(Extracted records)
----

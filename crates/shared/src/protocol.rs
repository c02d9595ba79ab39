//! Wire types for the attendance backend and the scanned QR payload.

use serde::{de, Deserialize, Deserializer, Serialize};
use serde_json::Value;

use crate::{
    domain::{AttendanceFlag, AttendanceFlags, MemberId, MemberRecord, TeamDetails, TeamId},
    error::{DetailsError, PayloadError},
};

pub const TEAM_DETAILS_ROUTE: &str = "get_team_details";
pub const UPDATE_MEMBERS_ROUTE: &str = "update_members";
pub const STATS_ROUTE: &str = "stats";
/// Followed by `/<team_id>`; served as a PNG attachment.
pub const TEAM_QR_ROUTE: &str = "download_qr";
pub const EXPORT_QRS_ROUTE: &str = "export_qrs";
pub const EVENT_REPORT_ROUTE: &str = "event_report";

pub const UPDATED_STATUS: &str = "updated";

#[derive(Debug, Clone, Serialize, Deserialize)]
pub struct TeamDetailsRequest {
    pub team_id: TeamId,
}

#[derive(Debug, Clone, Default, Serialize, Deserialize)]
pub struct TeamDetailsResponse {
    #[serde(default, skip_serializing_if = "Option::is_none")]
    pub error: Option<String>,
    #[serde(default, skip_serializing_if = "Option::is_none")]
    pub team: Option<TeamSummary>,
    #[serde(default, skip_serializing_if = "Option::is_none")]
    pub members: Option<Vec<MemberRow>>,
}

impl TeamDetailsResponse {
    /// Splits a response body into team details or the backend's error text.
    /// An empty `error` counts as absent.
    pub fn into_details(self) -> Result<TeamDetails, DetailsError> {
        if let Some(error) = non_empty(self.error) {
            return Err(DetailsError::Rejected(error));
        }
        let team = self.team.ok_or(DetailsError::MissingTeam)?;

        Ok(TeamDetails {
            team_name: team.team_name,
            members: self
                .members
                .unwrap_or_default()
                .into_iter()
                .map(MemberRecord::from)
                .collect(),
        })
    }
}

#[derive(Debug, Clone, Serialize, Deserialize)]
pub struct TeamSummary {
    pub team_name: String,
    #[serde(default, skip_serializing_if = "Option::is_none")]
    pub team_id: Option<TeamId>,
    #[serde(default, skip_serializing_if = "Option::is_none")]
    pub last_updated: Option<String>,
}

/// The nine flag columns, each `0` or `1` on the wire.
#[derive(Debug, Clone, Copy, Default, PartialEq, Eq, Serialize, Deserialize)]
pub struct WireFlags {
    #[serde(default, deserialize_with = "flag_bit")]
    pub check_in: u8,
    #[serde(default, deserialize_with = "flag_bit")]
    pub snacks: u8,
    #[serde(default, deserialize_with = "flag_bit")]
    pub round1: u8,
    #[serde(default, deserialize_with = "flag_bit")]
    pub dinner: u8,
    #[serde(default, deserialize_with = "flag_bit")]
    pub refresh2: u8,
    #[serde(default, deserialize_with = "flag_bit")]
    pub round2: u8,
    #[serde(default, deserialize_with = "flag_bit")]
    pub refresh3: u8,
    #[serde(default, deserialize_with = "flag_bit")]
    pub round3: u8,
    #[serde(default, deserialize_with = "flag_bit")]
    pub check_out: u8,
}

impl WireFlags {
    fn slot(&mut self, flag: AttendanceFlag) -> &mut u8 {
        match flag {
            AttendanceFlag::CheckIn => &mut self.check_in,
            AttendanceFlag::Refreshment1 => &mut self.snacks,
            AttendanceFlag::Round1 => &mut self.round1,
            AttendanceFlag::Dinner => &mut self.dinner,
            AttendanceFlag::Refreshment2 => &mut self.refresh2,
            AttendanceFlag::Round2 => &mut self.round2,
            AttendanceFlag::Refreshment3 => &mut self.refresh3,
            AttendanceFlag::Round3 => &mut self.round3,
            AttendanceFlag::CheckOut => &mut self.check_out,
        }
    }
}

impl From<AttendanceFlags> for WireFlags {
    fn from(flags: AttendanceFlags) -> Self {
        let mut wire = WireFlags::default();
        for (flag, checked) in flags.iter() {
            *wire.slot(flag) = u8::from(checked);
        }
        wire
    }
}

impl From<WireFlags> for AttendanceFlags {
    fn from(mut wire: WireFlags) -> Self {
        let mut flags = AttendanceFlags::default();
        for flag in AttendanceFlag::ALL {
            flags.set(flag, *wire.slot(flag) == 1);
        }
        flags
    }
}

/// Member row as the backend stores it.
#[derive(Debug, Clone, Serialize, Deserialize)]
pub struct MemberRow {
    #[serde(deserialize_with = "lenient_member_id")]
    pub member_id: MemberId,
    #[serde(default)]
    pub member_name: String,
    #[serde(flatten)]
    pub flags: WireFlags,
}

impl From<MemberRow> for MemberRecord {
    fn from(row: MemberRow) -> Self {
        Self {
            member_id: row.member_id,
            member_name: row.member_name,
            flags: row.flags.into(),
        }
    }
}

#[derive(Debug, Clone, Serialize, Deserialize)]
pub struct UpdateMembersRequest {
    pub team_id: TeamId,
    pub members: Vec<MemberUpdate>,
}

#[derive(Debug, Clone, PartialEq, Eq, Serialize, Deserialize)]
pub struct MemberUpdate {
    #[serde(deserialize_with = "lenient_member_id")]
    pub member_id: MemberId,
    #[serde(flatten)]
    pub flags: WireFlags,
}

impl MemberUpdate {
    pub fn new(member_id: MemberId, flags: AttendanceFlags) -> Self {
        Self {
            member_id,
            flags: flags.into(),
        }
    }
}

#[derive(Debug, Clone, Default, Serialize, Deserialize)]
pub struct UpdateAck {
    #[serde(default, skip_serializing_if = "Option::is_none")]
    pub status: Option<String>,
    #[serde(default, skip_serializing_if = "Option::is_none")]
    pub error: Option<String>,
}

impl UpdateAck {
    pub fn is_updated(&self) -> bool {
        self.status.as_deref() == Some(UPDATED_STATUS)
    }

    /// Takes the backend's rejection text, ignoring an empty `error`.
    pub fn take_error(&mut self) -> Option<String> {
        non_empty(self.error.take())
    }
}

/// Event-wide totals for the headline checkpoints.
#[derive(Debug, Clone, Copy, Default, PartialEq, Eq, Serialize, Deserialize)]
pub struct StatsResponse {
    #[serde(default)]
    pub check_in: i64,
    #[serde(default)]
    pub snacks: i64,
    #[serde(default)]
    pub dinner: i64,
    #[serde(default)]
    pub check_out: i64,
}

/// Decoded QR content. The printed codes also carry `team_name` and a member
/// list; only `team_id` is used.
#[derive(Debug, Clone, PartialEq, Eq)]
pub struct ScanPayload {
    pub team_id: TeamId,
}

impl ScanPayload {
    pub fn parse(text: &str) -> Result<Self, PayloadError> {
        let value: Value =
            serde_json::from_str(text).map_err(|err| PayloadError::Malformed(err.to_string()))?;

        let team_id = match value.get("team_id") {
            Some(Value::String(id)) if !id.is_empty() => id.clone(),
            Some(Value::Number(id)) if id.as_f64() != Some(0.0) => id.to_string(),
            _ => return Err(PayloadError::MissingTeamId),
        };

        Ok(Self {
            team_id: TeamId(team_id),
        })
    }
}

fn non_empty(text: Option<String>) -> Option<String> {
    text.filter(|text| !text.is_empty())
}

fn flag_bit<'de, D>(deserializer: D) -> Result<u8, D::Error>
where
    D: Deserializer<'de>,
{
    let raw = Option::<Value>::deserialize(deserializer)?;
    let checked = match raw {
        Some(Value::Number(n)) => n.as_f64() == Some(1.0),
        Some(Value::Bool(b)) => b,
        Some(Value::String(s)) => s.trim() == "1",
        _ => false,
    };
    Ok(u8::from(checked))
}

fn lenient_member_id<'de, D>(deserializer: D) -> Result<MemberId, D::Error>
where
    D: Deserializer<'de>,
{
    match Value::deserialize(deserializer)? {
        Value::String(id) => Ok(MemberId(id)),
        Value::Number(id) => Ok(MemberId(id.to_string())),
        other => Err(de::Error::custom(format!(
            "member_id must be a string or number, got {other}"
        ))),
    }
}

----

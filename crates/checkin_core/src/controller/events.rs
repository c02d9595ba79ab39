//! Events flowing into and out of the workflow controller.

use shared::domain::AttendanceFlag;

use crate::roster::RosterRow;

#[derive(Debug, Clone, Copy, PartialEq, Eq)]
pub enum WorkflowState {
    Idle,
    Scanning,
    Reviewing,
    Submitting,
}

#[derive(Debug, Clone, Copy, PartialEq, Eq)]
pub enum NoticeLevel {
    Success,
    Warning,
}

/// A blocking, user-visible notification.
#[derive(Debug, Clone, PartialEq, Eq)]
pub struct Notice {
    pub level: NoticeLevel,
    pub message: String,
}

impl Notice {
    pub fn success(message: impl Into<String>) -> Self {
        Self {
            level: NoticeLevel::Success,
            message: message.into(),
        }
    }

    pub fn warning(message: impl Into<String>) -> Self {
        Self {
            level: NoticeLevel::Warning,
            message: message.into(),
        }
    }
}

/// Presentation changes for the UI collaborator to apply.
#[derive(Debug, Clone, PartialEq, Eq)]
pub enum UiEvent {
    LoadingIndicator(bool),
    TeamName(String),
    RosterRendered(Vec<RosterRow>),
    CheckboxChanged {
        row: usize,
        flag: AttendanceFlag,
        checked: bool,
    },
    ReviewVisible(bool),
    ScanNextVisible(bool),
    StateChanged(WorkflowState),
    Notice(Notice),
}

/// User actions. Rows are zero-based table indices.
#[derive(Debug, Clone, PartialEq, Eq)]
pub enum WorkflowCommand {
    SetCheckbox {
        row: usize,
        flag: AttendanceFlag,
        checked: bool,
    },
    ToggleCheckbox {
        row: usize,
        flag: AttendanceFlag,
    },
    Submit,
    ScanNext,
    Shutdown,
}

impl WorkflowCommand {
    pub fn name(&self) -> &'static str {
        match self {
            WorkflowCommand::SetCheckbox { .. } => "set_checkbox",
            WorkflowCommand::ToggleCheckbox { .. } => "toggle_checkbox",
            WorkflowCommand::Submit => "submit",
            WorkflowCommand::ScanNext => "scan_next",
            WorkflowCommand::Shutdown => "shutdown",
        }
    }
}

----

Retrieve every line above holding the word "impl".

impl TeamDetailsResponse {
impl WireFlags {
impl From<AttendanceFlags> for WireFlags {
impl From<WireFlags> for AttendanceFlags {
impl From<MemberRow> for MemberRecord {
impl MemberUpdate {
impl UpdateAck {
impl ScanPayload {
impl Notice {
    pub fn success(message: impl Into<String>) -> Self {
    pub fn warning(message: impl Into<String>) -> Self {
impl WorkflowCommand {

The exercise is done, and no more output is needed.